[[ Data listing, beginning ]]
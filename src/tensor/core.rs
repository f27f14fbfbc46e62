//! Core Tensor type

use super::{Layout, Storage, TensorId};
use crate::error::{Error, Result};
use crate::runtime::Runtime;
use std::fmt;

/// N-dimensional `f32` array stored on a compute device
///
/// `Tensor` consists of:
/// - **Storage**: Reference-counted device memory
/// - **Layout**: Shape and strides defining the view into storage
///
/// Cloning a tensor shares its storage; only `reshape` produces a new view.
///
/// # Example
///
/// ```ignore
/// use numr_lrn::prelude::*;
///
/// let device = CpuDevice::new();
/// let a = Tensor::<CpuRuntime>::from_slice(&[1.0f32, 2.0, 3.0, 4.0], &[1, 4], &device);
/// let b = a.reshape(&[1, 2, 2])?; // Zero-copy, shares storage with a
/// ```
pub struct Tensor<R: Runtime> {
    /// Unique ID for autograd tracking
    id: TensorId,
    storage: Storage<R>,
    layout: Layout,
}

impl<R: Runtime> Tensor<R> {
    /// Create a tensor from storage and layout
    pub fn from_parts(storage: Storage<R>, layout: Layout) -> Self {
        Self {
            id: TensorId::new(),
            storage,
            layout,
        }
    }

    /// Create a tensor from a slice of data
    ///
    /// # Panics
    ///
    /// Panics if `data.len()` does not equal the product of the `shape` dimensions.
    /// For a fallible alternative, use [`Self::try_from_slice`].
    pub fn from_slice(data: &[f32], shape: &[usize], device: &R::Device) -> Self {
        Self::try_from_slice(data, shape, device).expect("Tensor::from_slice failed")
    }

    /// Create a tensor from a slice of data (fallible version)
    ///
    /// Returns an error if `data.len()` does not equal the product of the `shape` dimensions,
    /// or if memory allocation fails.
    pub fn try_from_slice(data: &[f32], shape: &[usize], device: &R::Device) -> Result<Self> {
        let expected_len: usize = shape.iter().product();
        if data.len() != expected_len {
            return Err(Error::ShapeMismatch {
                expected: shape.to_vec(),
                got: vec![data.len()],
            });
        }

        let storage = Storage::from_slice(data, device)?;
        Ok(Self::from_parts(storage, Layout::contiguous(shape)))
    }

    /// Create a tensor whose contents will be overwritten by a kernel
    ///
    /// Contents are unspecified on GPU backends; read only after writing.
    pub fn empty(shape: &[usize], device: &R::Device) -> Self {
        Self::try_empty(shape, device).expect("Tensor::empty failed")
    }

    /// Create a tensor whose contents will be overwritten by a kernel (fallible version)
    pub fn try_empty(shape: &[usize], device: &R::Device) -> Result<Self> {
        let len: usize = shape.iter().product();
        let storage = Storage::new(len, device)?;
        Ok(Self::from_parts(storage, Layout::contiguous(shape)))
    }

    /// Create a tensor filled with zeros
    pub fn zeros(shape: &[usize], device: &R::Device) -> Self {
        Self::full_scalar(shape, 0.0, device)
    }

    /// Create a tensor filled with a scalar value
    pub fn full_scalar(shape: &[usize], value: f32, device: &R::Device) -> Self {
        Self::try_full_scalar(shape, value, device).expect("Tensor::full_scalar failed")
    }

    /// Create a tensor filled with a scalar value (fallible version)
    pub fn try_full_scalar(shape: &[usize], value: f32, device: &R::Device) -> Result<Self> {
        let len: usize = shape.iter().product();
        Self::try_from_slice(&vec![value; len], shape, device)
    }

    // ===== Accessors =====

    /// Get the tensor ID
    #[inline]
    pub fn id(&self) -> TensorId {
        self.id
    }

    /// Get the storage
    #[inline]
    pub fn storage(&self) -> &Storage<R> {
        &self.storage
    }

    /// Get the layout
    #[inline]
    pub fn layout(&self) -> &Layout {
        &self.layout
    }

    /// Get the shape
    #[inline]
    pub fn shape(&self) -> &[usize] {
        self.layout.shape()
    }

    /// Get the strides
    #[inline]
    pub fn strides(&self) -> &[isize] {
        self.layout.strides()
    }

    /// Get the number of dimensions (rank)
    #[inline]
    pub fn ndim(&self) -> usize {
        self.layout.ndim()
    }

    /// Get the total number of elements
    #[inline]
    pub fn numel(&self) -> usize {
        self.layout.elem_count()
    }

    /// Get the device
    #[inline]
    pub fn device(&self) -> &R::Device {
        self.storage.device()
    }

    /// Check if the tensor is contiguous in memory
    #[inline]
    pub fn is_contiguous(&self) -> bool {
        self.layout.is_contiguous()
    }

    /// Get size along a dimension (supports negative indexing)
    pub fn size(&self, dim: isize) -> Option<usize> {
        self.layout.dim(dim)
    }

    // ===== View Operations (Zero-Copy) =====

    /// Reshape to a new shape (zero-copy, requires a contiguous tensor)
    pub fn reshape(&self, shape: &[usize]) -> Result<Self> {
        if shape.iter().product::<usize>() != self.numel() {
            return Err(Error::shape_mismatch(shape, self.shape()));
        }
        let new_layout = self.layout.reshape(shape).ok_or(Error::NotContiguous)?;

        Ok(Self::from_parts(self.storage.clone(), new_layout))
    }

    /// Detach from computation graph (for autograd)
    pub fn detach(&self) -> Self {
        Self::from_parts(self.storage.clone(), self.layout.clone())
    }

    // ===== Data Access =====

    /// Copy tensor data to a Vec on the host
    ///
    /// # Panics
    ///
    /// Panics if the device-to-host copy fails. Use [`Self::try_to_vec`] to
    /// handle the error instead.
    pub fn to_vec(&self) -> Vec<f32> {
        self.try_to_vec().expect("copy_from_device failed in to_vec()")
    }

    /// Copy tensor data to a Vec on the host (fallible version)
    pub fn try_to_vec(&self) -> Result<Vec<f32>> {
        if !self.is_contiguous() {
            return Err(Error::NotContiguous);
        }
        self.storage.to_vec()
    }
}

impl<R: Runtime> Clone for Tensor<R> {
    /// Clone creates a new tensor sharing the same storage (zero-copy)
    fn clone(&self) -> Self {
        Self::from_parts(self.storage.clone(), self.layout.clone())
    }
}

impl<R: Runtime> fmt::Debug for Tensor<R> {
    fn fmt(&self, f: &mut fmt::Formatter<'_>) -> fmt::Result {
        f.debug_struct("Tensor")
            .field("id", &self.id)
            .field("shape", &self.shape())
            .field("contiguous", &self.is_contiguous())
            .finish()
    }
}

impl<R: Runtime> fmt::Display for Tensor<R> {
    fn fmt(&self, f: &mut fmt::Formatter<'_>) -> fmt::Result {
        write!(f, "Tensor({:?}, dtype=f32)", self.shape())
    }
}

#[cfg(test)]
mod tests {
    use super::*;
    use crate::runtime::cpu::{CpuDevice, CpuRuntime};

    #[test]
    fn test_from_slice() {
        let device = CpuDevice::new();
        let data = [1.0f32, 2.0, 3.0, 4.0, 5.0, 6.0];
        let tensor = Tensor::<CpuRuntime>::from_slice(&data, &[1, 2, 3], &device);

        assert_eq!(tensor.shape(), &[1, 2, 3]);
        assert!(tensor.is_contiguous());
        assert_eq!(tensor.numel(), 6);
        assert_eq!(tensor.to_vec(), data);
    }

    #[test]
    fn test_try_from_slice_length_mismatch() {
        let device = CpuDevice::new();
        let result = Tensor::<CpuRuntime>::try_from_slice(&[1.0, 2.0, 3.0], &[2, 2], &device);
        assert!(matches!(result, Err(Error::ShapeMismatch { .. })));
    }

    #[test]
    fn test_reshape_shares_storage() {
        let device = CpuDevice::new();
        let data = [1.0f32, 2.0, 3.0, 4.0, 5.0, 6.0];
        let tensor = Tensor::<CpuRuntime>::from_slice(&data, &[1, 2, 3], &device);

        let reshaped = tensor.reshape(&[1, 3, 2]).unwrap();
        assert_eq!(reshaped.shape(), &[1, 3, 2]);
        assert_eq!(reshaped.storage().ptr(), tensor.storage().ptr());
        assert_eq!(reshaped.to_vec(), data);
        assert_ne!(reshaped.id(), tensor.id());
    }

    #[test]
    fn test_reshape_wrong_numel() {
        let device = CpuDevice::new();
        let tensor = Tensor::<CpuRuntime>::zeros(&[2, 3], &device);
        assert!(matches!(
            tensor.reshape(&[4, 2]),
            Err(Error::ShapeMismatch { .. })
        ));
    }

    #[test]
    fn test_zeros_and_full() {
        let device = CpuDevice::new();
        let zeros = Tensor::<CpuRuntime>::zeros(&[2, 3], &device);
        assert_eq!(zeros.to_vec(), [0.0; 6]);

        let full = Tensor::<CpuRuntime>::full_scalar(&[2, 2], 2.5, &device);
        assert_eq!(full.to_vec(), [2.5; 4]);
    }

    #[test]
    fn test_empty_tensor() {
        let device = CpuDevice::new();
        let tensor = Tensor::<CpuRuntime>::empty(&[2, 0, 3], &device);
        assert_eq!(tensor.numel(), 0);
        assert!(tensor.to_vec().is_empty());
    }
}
[[ Data listing, end ]]
[[ Data listing, beginning ]]
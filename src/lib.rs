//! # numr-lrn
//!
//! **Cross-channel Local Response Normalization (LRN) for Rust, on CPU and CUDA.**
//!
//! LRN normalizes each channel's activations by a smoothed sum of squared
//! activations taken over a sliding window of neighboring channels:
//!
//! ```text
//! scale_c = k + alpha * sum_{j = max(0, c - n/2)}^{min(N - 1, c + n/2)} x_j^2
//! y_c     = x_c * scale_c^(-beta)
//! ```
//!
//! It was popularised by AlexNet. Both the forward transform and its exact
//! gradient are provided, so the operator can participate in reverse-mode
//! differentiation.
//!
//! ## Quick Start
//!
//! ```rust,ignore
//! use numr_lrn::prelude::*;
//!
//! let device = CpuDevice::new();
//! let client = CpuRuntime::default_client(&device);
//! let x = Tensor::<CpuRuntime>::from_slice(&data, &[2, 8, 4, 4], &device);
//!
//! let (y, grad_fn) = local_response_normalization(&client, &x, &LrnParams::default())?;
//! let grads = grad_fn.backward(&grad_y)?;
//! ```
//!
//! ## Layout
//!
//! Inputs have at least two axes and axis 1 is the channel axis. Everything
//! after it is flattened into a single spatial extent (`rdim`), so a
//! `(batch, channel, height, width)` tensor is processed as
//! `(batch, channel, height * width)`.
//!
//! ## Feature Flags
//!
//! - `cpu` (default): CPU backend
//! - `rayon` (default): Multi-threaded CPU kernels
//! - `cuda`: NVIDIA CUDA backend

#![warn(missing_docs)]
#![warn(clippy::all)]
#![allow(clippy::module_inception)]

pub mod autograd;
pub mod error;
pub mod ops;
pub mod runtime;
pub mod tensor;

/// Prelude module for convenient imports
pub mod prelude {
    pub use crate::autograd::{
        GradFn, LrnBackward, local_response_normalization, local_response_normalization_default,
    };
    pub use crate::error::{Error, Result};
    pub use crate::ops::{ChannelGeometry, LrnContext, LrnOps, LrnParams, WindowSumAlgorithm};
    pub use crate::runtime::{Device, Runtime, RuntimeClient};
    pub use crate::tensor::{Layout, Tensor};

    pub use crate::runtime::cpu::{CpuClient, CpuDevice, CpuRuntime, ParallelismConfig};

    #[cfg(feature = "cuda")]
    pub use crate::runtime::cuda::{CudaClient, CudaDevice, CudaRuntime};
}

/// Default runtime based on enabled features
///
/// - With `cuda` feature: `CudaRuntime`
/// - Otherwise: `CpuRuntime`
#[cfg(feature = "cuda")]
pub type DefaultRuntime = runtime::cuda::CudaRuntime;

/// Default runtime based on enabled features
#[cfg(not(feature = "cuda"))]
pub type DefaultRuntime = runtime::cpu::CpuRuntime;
[[ Data listing, end ]]
[[ Data listing, beginning ]]
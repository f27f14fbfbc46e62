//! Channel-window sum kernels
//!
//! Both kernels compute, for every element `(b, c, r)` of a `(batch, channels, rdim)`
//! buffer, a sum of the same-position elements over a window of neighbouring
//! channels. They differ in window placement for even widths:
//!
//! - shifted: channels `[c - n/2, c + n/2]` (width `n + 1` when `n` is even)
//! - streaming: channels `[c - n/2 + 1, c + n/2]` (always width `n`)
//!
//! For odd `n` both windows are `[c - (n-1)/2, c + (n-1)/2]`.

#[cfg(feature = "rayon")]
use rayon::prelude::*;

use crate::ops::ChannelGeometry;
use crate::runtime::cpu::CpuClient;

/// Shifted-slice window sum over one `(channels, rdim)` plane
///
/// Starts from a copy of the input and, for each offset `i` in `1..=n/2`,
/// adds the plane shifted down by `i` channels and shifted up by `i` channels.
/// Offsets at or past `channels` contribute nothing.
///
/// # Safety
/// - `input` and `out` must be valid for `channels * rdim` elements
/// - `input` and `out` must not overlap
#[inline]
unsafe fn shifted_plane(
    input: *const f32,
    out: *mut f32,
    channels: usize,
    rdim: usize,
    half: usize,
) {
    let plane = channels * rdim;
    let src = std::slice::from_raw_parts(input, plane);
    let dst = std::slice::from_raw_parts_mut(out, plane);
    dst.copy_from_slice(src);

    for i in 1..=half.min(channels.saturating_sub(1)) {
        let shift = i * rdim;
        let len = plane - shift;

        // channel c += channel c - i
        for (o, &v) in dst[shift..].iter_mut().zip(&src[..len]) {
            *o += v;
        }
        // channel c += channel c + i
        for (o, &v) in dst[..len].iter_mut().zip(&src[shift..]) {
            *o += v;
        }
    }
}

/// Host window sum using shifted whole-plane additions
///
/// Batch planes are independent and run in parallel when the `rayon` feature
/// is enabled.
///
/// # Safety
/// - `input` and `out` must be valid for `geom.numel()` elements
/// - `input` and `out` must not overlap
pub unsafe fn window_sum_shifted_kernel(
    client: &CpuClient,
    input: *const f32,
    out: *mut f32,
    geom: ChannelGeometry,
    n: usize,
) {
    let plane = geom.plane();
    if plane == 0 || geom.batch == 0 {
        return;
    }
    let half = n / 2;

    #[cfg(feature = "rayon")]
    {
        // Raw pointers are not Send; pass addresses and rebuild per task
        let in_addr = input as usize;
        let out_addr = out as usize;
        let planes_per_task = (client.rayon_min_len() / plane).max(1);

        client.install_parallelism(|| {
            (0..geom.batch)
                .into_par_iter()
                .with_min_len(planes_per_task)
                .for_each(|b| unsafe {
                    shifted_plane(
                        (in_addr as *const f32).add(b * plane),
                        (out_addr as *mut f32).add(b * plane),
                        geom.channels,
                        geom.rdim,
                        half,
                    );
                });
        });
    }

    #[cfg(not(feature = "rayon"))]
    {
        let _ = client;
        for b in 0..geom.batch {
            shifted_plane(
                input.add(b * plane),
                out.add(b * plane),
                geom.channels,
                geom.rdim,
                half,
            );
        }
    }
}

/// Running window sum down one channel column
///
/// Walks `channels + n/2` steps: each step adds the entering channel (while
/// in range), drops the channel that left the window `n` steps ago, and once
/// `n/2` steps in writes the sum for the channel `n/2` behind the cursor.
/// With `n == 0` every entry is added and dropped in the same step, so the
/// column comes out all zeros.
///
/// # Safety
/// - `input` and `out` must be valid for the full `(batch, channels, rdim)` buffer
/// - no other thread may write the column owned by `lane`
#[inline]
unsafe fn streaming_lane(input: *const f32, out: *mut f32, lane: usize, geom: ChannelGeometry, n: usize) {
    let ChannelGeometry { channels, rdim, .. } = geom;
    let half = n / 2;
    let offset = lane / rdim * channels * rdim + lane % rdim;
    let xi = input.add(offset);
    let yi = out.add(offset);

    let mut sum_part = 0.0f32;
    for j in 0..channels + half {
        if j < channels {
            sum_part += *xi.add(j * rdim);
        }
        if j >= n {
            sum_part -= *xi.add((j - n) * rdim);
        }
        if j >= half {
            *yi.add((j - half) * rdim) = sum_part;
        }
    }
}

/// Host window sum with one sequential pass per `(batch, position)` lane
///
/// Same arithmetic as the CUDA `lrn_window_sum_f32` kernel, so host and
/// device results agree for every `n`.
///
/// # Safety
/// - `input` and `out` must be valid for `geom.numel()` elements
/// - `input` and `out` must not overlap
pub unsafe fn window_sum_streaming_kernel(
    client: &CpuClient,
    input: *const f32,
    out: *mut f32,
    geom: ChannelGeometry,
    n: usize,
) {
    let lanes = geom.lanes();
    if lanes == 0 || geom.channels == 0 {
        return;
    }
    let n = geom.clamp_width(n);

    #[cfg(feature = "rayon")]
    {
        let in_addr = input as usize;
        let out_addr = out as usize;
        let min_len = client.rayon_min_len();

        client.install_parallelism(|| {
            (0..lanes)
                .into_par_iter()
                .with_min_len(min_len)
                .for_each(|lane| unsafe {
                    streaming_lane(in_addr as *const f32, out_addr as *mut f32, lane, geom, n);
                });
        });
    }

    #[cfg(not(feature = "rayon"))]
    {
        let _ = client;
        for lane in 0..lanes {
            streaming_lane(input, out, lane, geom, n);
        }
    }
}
[[ Data listing, end ]]
• **What is required**
From the data, pick out every line that includes "dimensions".

• **Result below**
    /// Panics if `data.len()` does not equal the product of the `shape` dimensions.
    /// Returns an error if `data.len()` does not equal the product of the `shape` dimensions,
    /// Get the number of dimensions (rank)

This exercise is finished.